I have read reactions to the decision of the jury to sentence this lunatic to life in prison, and they repeat much all the same sentiments. He was the only person charged, he admitted to planning the attacks, he prayed for more attacks, he mocked the victims, he went to flight school, had the FBI been able to search his computer, the attacks could have been stopped. What I have not seen is proof that he was anything more than a fringe-dweller, whatever his delusions of grandeur.
In America, we do not kill people for wanting us dead. We may jail them, lock them away until their minds and bodies have been eaten away by time and madness, but we leave the ultimate verdict for action, not intention.
I know the argument on this matter, that this is war, and we don't take care with combatants' mindsets in war. However, we also take prisoners whose task is to kill us. We do not summarily execute when we have little reason to.
I don't care about Moussaoui's life. And I am not particularly squeamish about the death penalty. But for death to have meaning, it must be reserved. Moussaoui did not fly planes, although he wanted to. Some anecdotal evidence suggests that Moussaoui was too crazy even for al Qaeda, or that, having been made prior to the attacks, couldn't participate in them. And that is why the verdict came down as it did.
All other arguments are understandably emotional reactions to that day, but certain things have been proved.
We are a nation of law, and justice, by definition, has been done. Moussaoui's blood is a proxy for that blood we wanted that day, but it isn't the right blood to take. Moussaoui's blood is an empty symbol that would have satisfied temporarily, but would have extracted a higher price from all of us. Better that American justice has demonstrated that it can discern the levels of guilt and complicity, that presidents do not dictate to courts, that we do not kill indiscriminately.
I understand the anger, but this articulates an assumption that feels comforting, but is misguided:
There is only one justifiable reason for a juror to make this choice. That juror has to believe the death penalty is wrong under any and all circumstances. To imagine that there can be any mitigating circumstance regarding Moussaoui's actual guilt is moral idiocy of the highest order.
This statement is supremely nonsensical. This isn't the only reason to arrive at this verdict, although that may be why Moussaoui now will spend the rest of his life in solitary confinement instead of being sent off to a sleepy death. No one, save those in perpetual denial, has any questions as to Moussaoui's guilt. It is what punishment does that guilt deserve?
If we will not be a nation that publicly metes out exact punishment for exact crimes, if we will not take Moussaoui to a public square and set him on fire, so that he may enjoy a similar experience as his proposed victims, we must set standards and rely on law.

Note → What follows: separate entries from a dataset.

//! Security-specific tests.
//!
//! These tests verify:
//! 1. The secret envelope fails closed on any tampering
//! 2. Hostile envelopes cannot force expensive key derivation
//! 3. Private keys never reach disk or logs
//! 4. Malformed inputs don't panic

use bitcoin::Network;
use stackid_core::{
    derive_address, derive_chain, generate_mnemonic, ChainPurpose, CryptoError, EncryptedSecret,
    KdfParams, MasterKeychain, SecretCodec, WordCount,
};
use stackid_ledger::{AccountLedger, IdentityBook, LedgerEvent, LedgerSnapshot};
use stackid_registry::{extract_profile, parse_zone_file, sign_profile, verify_token};

fn codec() -> SecretCodec {
    SecretCodec::new(KdfParams {
        m_cost: 1024,
        t_cost: 1,
        p_cost: 1,
    })
    .unwrap()
}

// ============================================================================
// 1. Envelope tampering
// ============================================================================

#[test]
fn test_every_byte_flip_is_detected() {
    let encrypted = codec().encrypt(b"secret phrase", "pw").unwrap();
    let bytes = encrypted.to_bytes();

    for i in 0..bytes.len() {
        let mut tampered = bytes.clone();
        tampered[i] ^= 0x01;
        let result = EncryptedSecret::from_bytes(&tampered)
            .and_then(|parsed| codec().decrypt(&parsed, "pw"));
        assert!(result.is_err(), "flip at byte {} was not detected", i);
    }
}

#[test]
fn test_truncation_is_detected() {
    let bytes = codec().encrypt(b"secret", "pw").unwrap().to_bytes();
    for len in 0..bytes.len() {
        let result = EncryptedSecret::from_bytes(&bytes[..len])
            .and_then(|parsed| codec().decrypt(&parsed, "pw"));
        assert!(result.is_err(), "truncation to {} bytes accepted", len);
    }
}

// ============================================================================
// 2. Hostile parameters
// ============================================================================

#[test]
fn test_oversized_kdf_params_rejected_before_derivation() {
    let mut bytes = codec().encrypt(b"secret", "pw").unwrap().to_bytes();
    // m_cost sits right after the version byte
    bytes[1..5].copy_from_slice(&u32::MAX.to_le_bytes());

    let result = EncryptedSecret::from_bytes(&bytes)
        .and_then(|parsed| codec().decrypt(&parsed, "pw"));
    assert!(matches!(result, Err(CryptoError::InvalidParams)));
}

// ============================================================================
// 3. Private keys stay in memory
// ============================================================================

#[test]
fn test_snapshot_contains_no_private_keys() {
    let mnemonic = generate_mnemonic(WordCount::Twelve).unwrap();
    let master = MasterKeychain::from_mnemonic(&mnemonic, "", Network::Bitcoin).unwrap();
    let identity = derive_chain(&master, ChainPurpose::Identity).unwrap();
    let payment = derive_chain(&master, ChainPurpose::Payment).unwrap();
    let first = derive_address(&identity, 0).unwrap();
    let secret = first.private_key.clone().unwrap();

    let ledger = AccountLedger::new()
        .apply(LedgerEvent::AccountCreated {
            encrypted_secret: codec()
                .encrypt(mnemonic.to_string().as_bytes(), "pw")
                .unwrap(),
            identity_public_keychain: identity.public_keychain(),
            payment_public_keychain: payment.public_keychain(),
            first_identity_keypair: first.clone(),
            first_payment_address: derive_address(&payment, 0).unwrap().address,
        })
        .unwrap();

    let json = serde_json::to_string(&LedgerSnapshot::capture(&ledger, &IdentityBook::new())).unwrap();
    assert!(!json.contains(secret.as_str()));
    assert!(!json.contains(&mnemonic.to_string()));
    assert!(!format!("{:?}", ledger).contains(secret.as_str()));
}

// ============================================================================
// 4. Malformed inputs
// ============================================================================

#[test]
fn test_malformed_inputs_do_not_panic() {
    let inputs = [
        "",
        "00",
        "zz",
        "01ffffffff",
        "\u{0}\u{1}",
        "$ORIGIN",
        "_http._tcp IN URI",
        "a.b.c",
        "..",
        "eyJhbGciOiJFUzI1NksifQ.e30.",
    ];
    for input in inputs {
        let _ = EncryptedSecret::from_hex(input);
        let _ = parse_zone_file(input);
        let _ = verify_token(input, Some("1BoatSLRHtKNngkdXEeobR76b53LETtpyT"));
        let _ = extract_profile(&serde_json::json!([{ "token": input }]), None);
    }
}

#[test]
fn test_profile_signed_with_identity_key_verifies() {
    let mnemonic = generate_mnemonic(WordCount::Twelve).unwrap();
    let master = MasterKeychain::from_mnemonic(&mnemonic, "", Network::Bitcoin).unwrap();
    let identity = derive_chain(&master, ChainPurpose::Identity).unwrap();
    let owner = derive_address(&identity, 0).unwrap();
    let other = derive_address(&identity, 1).unwrap();

    let profile = serde_json::json!({"name": "Owner"});
    let document = sign_profile(&profile, owner.private_key.as_ref().unwrap()).unwrap();

    assert_eq!(extract_profile(&document, Some(&owner.address)).unwrap(), profile);
    assert!(extract_profile(&document, Some(&other.address)).is_err());
}
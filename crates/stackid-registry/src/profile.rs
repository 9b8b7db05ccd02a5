//! Profile documents
//!
//! A profile document is either a token file (a JSON array of signed
//! ES256K JWTs whose `claim` is the profile) or a legacy bare JSON profile.
//! Token signatures are checked against the issuer key, and the issuer key
//! must hash to the expected owner address.

use base64::engine::general_purpose::URL_SAFE_NO_PAD;
use base64::Engine;
use bitcoin::address::NetworkUnchecked;
use bitcoin::hashes::{sha256, Hash};
use bitcoin::Address;
use secp256k1::ecdsa::Signature;
use secp256k1::{Message, PublicKey, Secp256k1, SecretKey};
use serde_json::{json, Value};
use thiserror::Error;

#[derive(Error, Debug, Clone, PartialEq, Eq)]
pub enum ProfileError {
    #[error("Malformed token: {0}")]
    MalformedToken(String),
    #[error("Unsupported token algorithm: {0}")]
    UnsupportedAlgorithm(String),
    #[error("Token signature does not verify")]
    BadSignature,
    #[error("Token issuer does not own {0}")]
    OwnerMismatch(String),
    #[error("Document contains no profile")]
    NoProfile,
    #[error("Invalid signing key: {0}")]
    InvalidKey(String),
}

const TOKEN_ALGORITHM: &str = "ES256K";

/// Pull the profile out of a fetched document.
///
/// For token files the first token that verifies wins. `owner_address`, when
/// given, must match the issuer of that token.
pub fn extract_profile(document: &Value, owner_address: Option<&str>) -> Result<Value, ProfileError> {
    match document {
        Value::Array(records) => {
            let mut last_error = ProfileError::NoProfile;
            for record in records {
                let token = record
                    .get("token")
                    .and_then(Value::as_str)
                    .ok_or_else(|| ProfileError::MalformedToken("record has no token".into()));
                match token.and_then(|t| verify_token(t, owner_address)) {
                    Ok(claim) => return Ok(claim),
                    Err(e) => {
                        log::debug!("Skipping profile token: {}", e);
                        last_error = e;
                    }
                }
            }
            Err(last_error)
        }
        Value::Object(_) => {
            log::debug!("Legacy profile document, no signature to check");
            Ok(document.clone())
        }
        _ => Err(ProfileError::NoProfile),
    }
}

/// Verify one token and return its `claim`
pub fn verify_token(token: &str, owner_address: Option<&str>) -> Result<Value, ProfileError> {
    let mut parts = token.split('.');
    let (Some(header_b64), Some(payload_b64), Some(signature_b64), None) =
        (parts.next(), parts.next(), parts.next(), parts.next())
    else {
        return Err(ProfileError::MalformedToken("expected three segments".into()));
    };

    let header = decode_json(header_b64)?;
    let alg = header.get("alg").and_then(Value::as_str).unwrap_or_default();
    if alg != TOKEN_ALGORITHM {
        return Err(ProfileError::UnsupportedAlgorithm(alg.to_string()));
    }

    let payload = decode_json(payload_b64)?;
    let issuer_hex = payload
        .pointer("/issuer/publicKey")
        .and_then(Value::as_str)
        .ok_or_else(|| ProfileError::MalformedToken("missing issuer public key".into()))?;
    let issuer_bytes = hex::decode(issuer_hex)
        .map_err(|e| ProfileError::MalformedToken(format!("issuer key: {}", e)))?;
    let issuer = PublicKey::from_slice(&issuer_bytes)
        .map_err(|e| ProfileError::MalformedToken(format!("issuer key: {}", e)))?;

    let signature_bytes = URL_SAFE_NO_PAD
        .decode(signature_b64.trim_end_matches('='))
        .map_err(|e| ProfileError::MalformedToken(format!("signature: {}", e)))?;
    let mut signature =
        Signature::from_compact(&signature_bytes).map_err(|_| ProfileError::BadSignature)?;
    signature.normalize_s();

    let signing_input = format!("{}.{}", header_b64, payload_b64);
    let message = signing_message(&signing_input);
    Secp256k1::verification_only()
        .verify_ecdsa(&message, &signature, &issuer)
        .map_err(|_| ProfileError::BadSignature)?;

    if let Some(owner) = owner_address {
        if !key_owns_address(&issuer_bytes, owner)? {
            return Err(ProfileError::OwnerMismatch(owner.to_string()));
        }
    }

    payload
        .get("claim")
        .cloned()
        .ok_or(ProfileError::NoProfile)
}

/// Sign a profile as a single-token document
pub fn sign_profile(profile: &Value, secret_key_hex: &str) -> Result<Value, ProfileError> {
    let secret_bytes =
        hex::decode(secret_key_hex).map_err(|e| ProfileError::InvalidKey(e.to_string()))?;
    let secret =
        SecretKey::from_slice(&secret_bytes).map_err(|e| ProfileError::InvalidKey(e.to_string()))?;
    let secp = Secp256k1::signing_only();
    let public = PublicKey::from_secret_key(&secp, &secret);
    let public_hex = hex::encode(public.serialize());

    let header = json!({"typ": "JWT", "alg": TOKEN_ALGORITHM});
    let payload = json!({
        "subject": {"publicKey": public_hex},
        "issuer": {"publicKey": public_hex},
        "claim": profile,
    });
    let signing_input = format!(
        "{}.{}",
        URL_SAFE_NO_PAD.encode(header.to_string()),
        URL_SAFE_NO_PAD.encode(payload.to_string())
    );
    let signature = secp.sign_ecdsa(&signing_message(&signing_input), &secret);
    let token = format!(
        "{}.{}",
        signing_input,
        URL_SAFE_NO_PAD.encode(signature.serialize_compact())
    );

    Ok(json!([{
        "token": token,
        "decodedToken": {"header": header, "payload": payload},
    }]))
}

fn signing_message(input: &str) -> Message {
    let digest = sha256::Hash::hash(input.as_bytes());
    Message::from_digest(digest.to_byte_array())
}

fn decode_json(segment: &str) -> Result<Value, ProfileError> {
    let bytes = URL_SAFE_NO_PAD
        .decode(segment.trim_end_matches('='))
        .map_err(|e| ProfileError::MalformedToken(e.to_string()))?;
    serde_json::from_slice(&bytes).map_err(|e| ProfileError::MalformedToken(e.to_string()))
}

/// True when `key` (compressed or uncompressed SEC1) hashes to the P2PKH `address`
fn key_owns_address(key: &[u8], address: &str) -> Result<bool, ProfileError> {
    let address: Address<NetworkUnchecked> = address
        .parse()
        .map_err(|_| ProfileError::OwnerMismatch(address.to_string()))?;
    let key = bitcoin::PublicKey::from_slice(key)
        .map_err(|e| ProfileError::MalformedToken(format!("issuer key: {}", e)))?;
    Ok(address.assume_checked().pubkey_hash() == Some(key.pubkey_hash()))
}
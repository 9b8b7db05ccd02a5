//! Registry error types
//!
//! Every variant names the address, name or operation it concerns so partial
//! results can be reported per item.

use thiserror::Error;

/// HTTP-level failures
#[derive(Error, Debug, Clone, PartialEq, Eq)]
pub enum TransportError {
    #[error("Request to {url} failed: {reason}")]
    Request { url: String, reason: String },

    #[error("Request to {url} timed out")]
    Timeout { url: String },

    #[error("Invalid response from {url}: {reason}")]
    Decode { url: String, reason: String },

    #[error("HTTP client setup failed: {0}")]
    Client(String),
}

/// Failures resolving an address or name to a profile
#[derive(Error, Debug, Clone, PartialEq, Eq)]
pub enum LookupError {
    #[error("Lookup of {target} failed: {source}")]
    Transport {
        target: String,
        source: TransportError,
    },

    #[error("Lookup of {target} returned status {status}")]
    Status { target: String, status: u16 },

    #[error("Zone file for {name} is invalid: {reason}")]
    ZoneFile { name: String, reason: String },

    #[error("Zone file for {name} has no profile location")]
    NoProfileLocation { name: String },

    #[error("Profile for {target} is invalid: {reason}")]
    Profile { target: String, reason: String },
}

/// Failures running proof validation
#[derive(Error, Debug, Clone, PartialEq, Eq)]
pub enum ProofCheckError {
    #[error("Proof validation for {address} failed: {source}")]
    Transport {
        address: String,
        source: TransportError,
    },

    #[error("Proof validation for {address} returned status {status}")]
    Status { address: String, status: u16 },

    #[error("Proof validation for {address} returned invalid data: {reason}")]
    Decode { address: String, reason: String },
}

/// Failures publishing a name operation
#[derive(Error, Debug, Clone, PartialEq, Eq)]
pub enum BroadcastError {
    #[error("Broadcast for {name} failed: {source}")]
    Transport {
        name: String,
        source: TransportError,
    },

    #[error("Registry rejected broadcast for {name} ({status}): {reason}")]
    Rejected {
        name: String,
        status: u16,
        reason: String,
    },

    #[error("No usable owner key for {name}: {reason}")]
    OwnerKey { name: String, reason: String },

    #[error("Broadcast for {name} needs the core API password, which is not configured")]
    MissingApiPassword { name: String },
}

/// Failures talking to balance and core-wallet endpoints
#[derive(Error, Debug, Clone, PartialEq, Eq)]
pub enum WalletError {
    #[error("{operation} failed: {source}")]
    Transport {
        operation: String,
        source: TransportError,
    },

    #[error("{operation} returned status {status}")]
    Status { operation: String, status: u16 },

    #[error("{operation} returned invalid data: {reason}")]
    Decode { operation: String, reason: String },

    #[error("Core wallet rejected withdrawal: {0}")]
    Rejected(String),

    #[error("{operation} failed: Core API password is not configured")]
    MissingApiPassword { operation: String },
}
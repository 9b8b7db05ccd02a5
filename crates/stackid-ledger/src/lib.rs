//! StackID Ledger
//!
//! Account state as immutable snapshots changed only by applying events.
//!
//! - [`AccountLedger`]: both key chains, balances and the core wallet
//! - [`WithdrawalState`]: core-wallet withdrawal state machine
//! - [`IdentityBook`]: resolved identity records
//! - [`LedgerSnapshot`]: durable on-disk form
//!
//! # Example
//!
//! ```ignore
//! use stackid_ledger::{AccountLedger, LedgerEvent};
//!
//! let ledger = AccountLedger::new().apply(LedgerEvent::AccountCreated { .. })?;
//! let ledger = ledger.apply(LedgerEvent::NextPaymentAddressUsed)?;
//! assert_eq!(ledger.payment.address_index, 1);
//! ```

pub mod identity;
pub mod ledger;
pub mod snapshot;
pub mod withdrawal;

use thiserror::Error;

pub use identity::{IdentityBook, IdentityRecord, IdentityUpdate, PublicIdentity, Verification};
pub use ledger::{
    AccountLedger, Balances, CoreWallet, IdentityChainState, LedgerEvent, PaymentChainState,
};
pub use snapshot::{LedgerSnapshot, SnapshotError};
pub use withdrawal::{WithdrawalEvent, WithdrawalState};

/// Errors from applying events
#[derive(Error, Debug)]
pub enum LedgerError {
    #[error("Event rejected: {0}")]
    Rejected(String),

    #[error("No account exists")]
    NoAccount,

    #[error("Address derivation failed: {0}")]
    Derivation(String),
}
//! StackID Core
//!
//! Recovery phrase handling, at-rest encryption, and key derivation for
//! StackID accounts.
//!
//! # Key Derivation
//!
//! From a single BIP-39 seed, two independent chains:
//! - Identity chain: m/888'/0' (addresses at m/888'/0'/i)
//! - Payment chain: m/44'/0'/0'/0 (addresses at m/44'/0'/0'/0/i)
//!
//! # Encrypted Storage
//!
//! The recovery phrase is encrypted at rest using Argon2id + AES-256-GCM.

pub mod crypto;
pub mod keys;
pub mod seed;

pub use crypto::{
    decrypt_phrase, encrypt_phrase, CryptoError, EncryptedSecret, KdfParams, SecretCodec,
};
pub use keys::*;
pub use seed::*;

I still want blood, and wish that America had leadership that undertsood how to be violent and calculating, instead of just violent. The jury in this case understood this concept, and America was served by the right verdict.
-Daniel

Living the rest of his life in a super max prison in solitary is much better than death, which would have been a easy way out.
Posted by: Jatin | May 04, 2006 at 08:05 AM
I agree with you (again), Daniel. It felt right to me, probably because I didn't want to elevate him to martrydom. I'm ambivalent toward the death penalty but I'm moving toward opposing it on principle. A lifetime in supermax is a fine result.
Posted by: kreiz | May 04, 2006 at 10:20 AM
Given that he wanted to be a martyr via suicide, I can't see a more fitting punishment than to force him to sit in a cell the rest of his life. I do wish they'd stick him with a hot poker every now and then...
Posted by: Vavoom | May 04, 2006 at 11:13 AM
I understand the sentiments, here, but I'm not so sure I agree fully. I don't think that solitary is a better or more fitting punishment, just the right one, the only alternative to making this into a hollow catharsis. When we decide that we are bound by laws, we must follow them regardless of how sickening it may be. Otherwise. we're just making it up as we go, kind of like how the Bush Administration operates.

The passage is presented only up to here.